Depends: | R (≥ 3.5.0) |
License: | GPL-3 |
Encoding: | UTF-8 |
LazyData: | true |
RoxygenNote: | 7.1.1 |
VignetteBuilder: | knitr |
NeedsCompilation: | no |
Packaged: | 2021-11-18 02:53:21 UTC; ubuntu |
Author: | Mathew Chamberlain [aut, cre], Virginia Savova [aut], Richa Hanamsagar [aut], Frank Nestle [aut], Emanuele de Rinaldis [aut], Sanofi US [fnd] |
Repository: | CRAN |
Date/Publication: | 2021-11-18 16:20:03 UTC |
Computes distance matrix from edge list
Description
CID.GetDistMat
returns the distance matrix (i.e., adjacency matrix, second-degree adjacency matrix, ..., etc.)

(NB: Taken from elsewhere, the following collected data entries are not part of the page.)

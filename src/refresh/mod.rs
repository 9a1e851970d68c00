//! Refresh scheduler
//!
//! One spawned task per subscription drives fetch cycles over the current
//! watchlist. A cycle always runs to completion; the timer is only armed
//! after the cycle has been published, so at most one cycle is in flight
//! per subscription.

mod subscription;
mod types;

pub use subscription::{Detached, Subscription};
pub use types::{ConfigurationFault, RefreshSnapshot, RefreshState, SchedulerStatus};

use crate::fetch::{BatchFetcher, FetchOutcome};
use crate::symbol::Symbol;
use crate::telemetry::{record_latency, set_gauge, GaugeMetric, LatencyMetric};
use chrono::Utc;
use std::sync::Arc;
use std::time::{Duration, Instant};
use tokio::sync::{broadcast, mpsc, watch};
use tokio_util::sync::CancellationToken;
use uuid::Uuid;

/// Default refresh cadence
pub const DEFAULT_REFRESH_INTERVAL: Duration = Duration::from_secs(60);

/// Snapshots buffered per subscriber before new ones are dropped
const SNAPSHOT_BUFFER: usize = 16;
const FAULT_BUFFER: usize = 16;

/// Starts refresh subscriptions over a shared batch fetcher
pub struct RefreshScheduler {
    fetcher: Arc<BatchFetcher>,
    interval: Duration,
    faults: broadcast::Sender<ConfigurationFault>,
}

impl RefreshScheduler {
    /// Create a scheduler with the default interval
    pub fn new(fetcher: Arc<BatchFetcher>) -> Self {
        Self::with_interval(fetcher, DEFAULT_REFRESH_INTERVAL)
    }

    pub fn with_interval(fetcher: Arc<BatchFetcher>, interval: Duration) -> Self {
        let (faults, _) = broadcast::channel(FAULT_BUFFER);
        Self {
            fetcher,
            interval,
            faults,
        }
    }

    pub fn interval(&self) -> Duration {
        self.interval
    }

    /// Receive fatal configuration faults from every subscription
    pub fn faults(&self) -> broadcast::Receiver<ConfigurationFault> {
        self.faults.subscribe()
    }

    /// Start refreshing `watchlist`.
    ///
    /// A non-empty watchlist triggers an immediate cycle. Must be called
    /// from within a tokio runtime.
    pub fn subscribe(&self, watchlist: watch::Receiver<Vec<Symbol>>) -> Subscription {
        let id = Uuid::new_v4();
        let (updates_tx, updates_rx) = mpsc::channel(SNAPSHOT_BUFFER);
        let (state, _) = watch::channel(RefreshState::default());
        let state = Arc::new(state);
        let cancel = CancellationToken::new();

        let task = RefreshTask {
            id,
            fetcher: Arc::clone(&self.fetcher),
            interval: self.interval,
            watchlist,
            watchlist_open: true,
            state: Arc::clone(&state),
            updates: updates_tx,
            faults: self.faults.clone(),
            cancel: cancel.clone(),
        };

        let handle = tokio::spawn(task.run());

        tracing::info!(subscription_id = %id, interval_secs = self.interval.as_secs(), "Refresh subscription started");

        Subscription::new(id, updates_rx, state, cancel, handle)
    }
}

enum Wake {
    Cancelled,
    Tick,
    WatchlistChanged,
    WatchlistClosed,
}

struct RefreshTask {
    id: Uuid,
    fetcher: Arc<BatchFetcher>,
    interval: Duration,
    watchlist: watch::Receiver<Vec<Symbol>>,
    watchlist_open: bool,
    state: Arc<watch::Sender<RefreshState>>,
    updates: mpsc::Sender<RefreshSnapshot>,
    faults: broadcast::Sender<ConfigurationFault>,
    cancel: CancellationToken,
}

impl RefreshTask {
    async fn run(mut self) {
        loop {
            if self.cancel.is_cancelled() {
                break;
            }

            // Taken once per cycle; later edits are seen by the next cycle
            let symbols = self.watchlist.borrow_and_update().clone();

            if symbols.is_empty() {
                let status = if self.state.borrow().cycle_count == 0 {
                    SchedulerStatus::Idle
                } else {
                    SchedulerStatus::Suspended
                };
                self.set_status(status);
                if !self.wait_for_symbols().await {
                    break;
                }
                continue;
            }

            self.set_status(SchedulerStatus::Running);

            let started = Instant::now();
            let outcome = self.fetcher.fetch_all(&symbols).await;
            if !self.publish(outcome) {
                break;
            }
            record_latency(LatencyMetric::RefreshCycle, started.elapsed());

            if !self.wait_for_next_cycle().await {
                break;
            }
        }

        self.state.send_if_modified(|state| {
            if state.status == SchedulerStatus::Stopped {
                return false;
            }
            state.status = SchedulerStatus::Stopped;
            true
        });
        tracing::info!(subscription_id = %self.id, "Refresh subscription stopped");
    }

    fn set_status(&self, status: SchedulerStatus) {
        let changed = self.state.send_if_modified(|state| {
            if self.cancel.is_cancelled() || state.status == status {
                return false;
            }
            state.status = status;
            true
        });
        if changed {
            tracing::debug!(subscription_id = %self.id, status = %status, "Refresh status changed");
        }
    }

    /// Commit the cycle to state and hand it to the subscriber.
    ///
    /// Returns false when the subscription has been torn down, in which
    /// case the result is discarded.
    fn publish(&self, outcome: FetchOutcome) -> bool {
        let mut published = None;
        self.state.send_if_modified(|state| {
            // Checked under the state lock that teardown also takes
            if self.cancel.is_cancelled() {
                return false;
            }
            let snapshot = RefreshSnapshot::from_outcome(state.cycle_count + 1, outcome);
            state.apply(&snapshot);
            published = Some(snapshot);
            true
        });

        let Some(snapshot) = published else {
            tracing::debug!(subscription_id = %self.id, "Subscription detached mid-cycle, result discarded");
            return false;
        };

        set_gauge(
            GaugeMetric::CycleFailures,
            &self.id.to_string(),
            snapshot.failures.len() as f64,
        );

        if snapshot.is_total_failure() {
            tracing::warn!(
                subscription_id = %self.id,
                cycle = snapshot.cycle,
                failed = snapshot.failures.len(),
                "Every symbol failed this cycle"
            );
        } else {
            tracing::info!(
                subscription_id = %self.id,
                cycle = snapshot.cycle,
                quotes = snapshot.quotes.len(),
                failed = snapshot.failures.len(),
                "Refresh cycle published"
            );
        }

        let unauthorized = snapshot.unauthorized();
        if !unauthorized.is_empty() {
            tracing::error!(
                subscription_id = %self.id,
                symbols = ?unauthorized,
                "Quote provider rejected credentials"
            );
            // No receivers is fine; the fault is also in the snapshot
            let _ = self.faults.send(ConfigurationFault {
                subscription_id: self.id,
                symbols: unauthorized,
                detected_at: Utc::now(),
            });
        }

        match self.updates.try_send(snapshot) {
            Ok(()) => true,
            Err(mpsc::error::TrySendError::Full(snapshot)) => {
                tracing::warn!(
                    subscription_id = %self.id,
                    cycle = snapshot.cycle,
                    "Subscriber is lagging, snapshot dropped"
                );
                true
            }
            Err(mpsc::error::TrySendError::Closed(_)) => false,
        }
    }

    /// Wait out the interval; a watchlist edit cuts the wait short
    async fn wait_for_next_cycle(&mut self) -> bool {
        let sleep = tokio::time::sleep(self.interval);
        tokio::pin!(sleep);

        loop {
            let wake = tokio::select! {
                biased;
                _ = self.cancel.cancelled() => Wake::Cancelled,
                changed = self.watchlist.changed(), if self.watchlist_open => match changed {
                    Ok(()) => Wake::WatchlistChanged,
                    Err(_) => Wake::WatchlistClosed,
                },
                _ = &mut sleep => Wake::Tick,
            };

            match wake {
                Wake::Cancelled => return false,
                Wake::Tick | Wake::WatchlistChanged => return true,
                Wake::WatchlistClosed => self.watchlist_open = false,
            }
        }
    }

    /// Wait until the watchlist is edited
    async fn wait_for_symbols(&mut self) -> bool {
        loop {
            let wake = tokio::select! {
                biased;
                _ = self.cancel.cancelled() => Wake::Cancelled,
                changed = self.watchlist.changed(), if self.watchlist_open => match changed {
                    Ok(()) => Wake::WatchlistChanged,
                    Err(_) => Wake::WatchlistClosed,
                },
            };

            match wake {
                Wake::Cancelled => return false,
                Wake::Tick | Wake::WatchlistChanged => return true,
                Wake::WatchlistClosed => self.watchlist_open = false,
            }
        }
    }
}
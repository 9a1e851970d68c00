//! Refresh state and published snapshots

use crate::fetch::FetchOutcome;
use crate::quote::{Quote, QuoteError};
use crate::symbol::Symbol;
use chrono::{DateTime, Utc};
use uuid::Uuid;

/// Lifecycle of one subscription
#[derive(Debug, Clone, Copy, Default, PartialEq, Eq)]
pub enum SchedulerStatus {
    /// Subscribed, but no cycle has run because the watchlist is empty
    #[default]
    Idle,
    /// Cycling on the refresh interval
    Running,
    /// Watchlist became empty; no timer, no network calls
    Suspended,
    /// Subscriber detached; terminal
    Stopped,
}

impl std::fmt::Display for SchedulerStatus {
    fn fmt(&self, f: &mut std::fmt::Formatter<'_>) -> std::fmt::Result {
        let name = match self {
            SchedulerStatus::Idle => "idle",
            SchedulerStatus::Running => "running",
            SchedulerStatus::Suspended => "suspended",
            SchedulerStatus::Stopped => "stopped",
        };
        f.write_str(name)
    }
}

/// Result of one completed fetch cycle, as delivered to the subscriber
#[derive(Debug, Clone)]
pub struct RefreshSnapshot {
    /// 1-based cycle number within the subscription
    pub cycle: u64,
    /// Successful quotes, in watchlist order
    pub quotes: Vec<Quote>,
    /// Failed symbols with their reasons
    pub failures: Vec<(Symbol, QuoteError)>,
    pub cycle_timestamp: DateTime<Utc>,
}

impl RefreshSnapshot {
    pub(crate) fn from_outcome(cycle: u64, outcome: FetchOutcome) -> Self {
        let (quotes, failures) = outcome.into_parts();
        Self {
            cycle,
            quotes,
            failures,
            cycle_timestamp: Utc::now(),
        }
    }

    pub fn quote(&self, symbol: &Symbol) -> Option<&Quote> {
        self.quotes.iter().find(|q| q.symbol == *symbol)
    }

    pub fn failure(&self, symbol: &Symbol) -> Option<&QuoteError> {
        self.failures
            .iter()
            .find(|(s, _)| s == symbol)
            .map(|(_, e)| e)
    }

    /// Every symbol in the cycle, successes first
    pub fn symbols(&self) -> impl Iterator<Item = &Symbol> {
        self.quotes
            .iter()
            .map(|q| &q.symbol)
            .chain(self.failures.iter().map(|(s, _)| s))
    }

    pub fn is_total_failure(&self) -> bool {
        self.quotes.is_empty() && !self.failures.is_empty()
    }

    /// Symbols that failed with `Unauthorized`
    pub fn unauthorized(&self) -> Vec<Symbol> {
        self.failures
            .iter()
            .filter(|(_, e)| e.is_fatal())
            .map(|(s, _)| s.clone())
            .collect()
    }
}

/// Process-local state of one subscription
#[derive(Debug, Clone, Default)]
pub struct RefreshState {
    pub status: SchedulerStatus,
    /// Cycles published so far
    pub cycle_count: u64,
    pub last_quotes: Vec<Quote>,
    pub last_failures: Vec<(Symbol, QuoteError)>,
    pub last_cycle_at: Option<DateTime<Utc>>,
}

impl RefreshState {
    pub(crate) fn apply(&mut self, snapshot: &RefreshSnapshot) {
        self.cycle_count = snapshot.cycle;
        self.last_quotes = snapshot.quotes.clone();
        self.last_failures = snapshot.failures.clone();
        self.last_cycle_at = Some(snapshot.cycle_timestamp);
    }

    pub fn is_stopped(&self) -> bool {
        self.status == SchedulerStatus::Stopped
    }

    /// Last known quote for `symbol`
    pub fn quote(&self, symbol: &Symbol) -> Option<&Quote> {
        self.last_quotes.iter().find(|q| q.symbol == *symbol)
    }
}

/// Fatal configuration signal raised when the provider rejects credentials
#[derive(Debug, Clone)]
pub struct ConfigurationFault {
    pub subscription_id: Uuid,
    pub symbols: Vec<Symbol>,
    pub detected_at: DateTime<Utc>,
}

from an edge list. Here, edges is the edge list, and n is the order of the connetions.
Usage
CID.GetDistMat(edges, n = 4)
Arguments
edges |
a data frame with two columns; V1 and V2, specifying the cell-cell edge list for the network |
n |
maximum network distance to subtend (n neighbors) |
Value
adjacency matrices for distances < n
Examples
## Not run:
# Loads edges
file.dir = "https://kleintools.hms.harvard.edu/tools/client_datasets/"
file = "CITESEQ_EXPLORATORY_CITESEQ_5K_PBMCS/FullDataset_v1_protein/edges.csv"
download.file(paste0(file.dir, file, "?raw=true"), destfile = "edges.csv")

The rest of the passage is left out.